O PT tentou fazer comitês em tudo quanto foi lugar, e nunca conseguiu porque a reação da opinião pública foi muito forte. Tentou fazer comitês populares para a distribuição do Bolsa Família, ou comitês nos órgãos de imprensa a pretexto de um “controle social da mídia”, que continuou no seu programa de governo na recente campanha presidencial. Essas iniciativas foram vetadas, quando apresentadas ao Congresso, e a maioria nem foi apresentada, depois que os balões de ensaio foram rejeitados pela opinião pública. Nesse caso da educação no governo Bolsonaro vai ser a mesma coisa. Fazer comissões dentro de salas de aula para investigar posturas de professores e alunos é um absurdo, inaceitável, e certamente a ideia será barrada não apenas pela opinião pública que, mesmo minoritária se for o caso, tem capacidade de obstruir medidas abusivas, como também por reação dos professores e alunos.
Assim como o chanceler Ernesto Araújo terá que enfrentar questões práticas para levar adiante seus pensamentos sobre política exterior, como a reação dos países árabes à transferência da embaixada brasileira em Israel para Jerusalém, ou os incômodos causados pelas críticas à China, nosso maior parceiro no comércio internacional. É mais importante melhorar a performance dos alunos no teste internacional Pisa, onde nossa colocação em matemática, português e ciência é vergonhosa em comparação com outros países em estágio semelhante ao nosso, e às vezes inferior, do que instituir o programa Escola sem Partido.

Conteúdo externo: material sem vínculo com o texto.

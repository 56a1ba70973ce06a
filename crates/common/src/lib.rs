//! Shared types for the order-fulfillment core.
//!
//! Typed identifiers keep user, order, and product ids from being mixed up
//! at call sites; [`Money`] provides exact decimal arithmetic for prices.

pub mod ids;
pub mod money;

pub use ids::{OrderId, ProductId, UserId};
pub use money::Money;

Essa disputa ideológica dentro das universidades e escolas públicas tem que ser resolvida na discussão normal de ideias, e caberá ao governo proporcionar um ambiente plural para tanto. O que não acontece hoje, com a ideologia esquerdista que não abre espaços para outros pensamentos. As provas do Enem, por exemplo, serão completamente diferentes das que são feitas nos últimos 13 anos, e o que será analisada é a qualidade da prova, se há intenções políticas atrás de certas perguntas. Os métodos adotados têm que levar em conta sempre a liberdade de pensamento, a liberdade de expressão. Até o ponto em que o governo não interfira nos direitos individuais dos cidadãos, alunos e professores, de se informar e pensar por conta própria. O que conta, no fim das contas, é a melhoria da qualidade do ensino.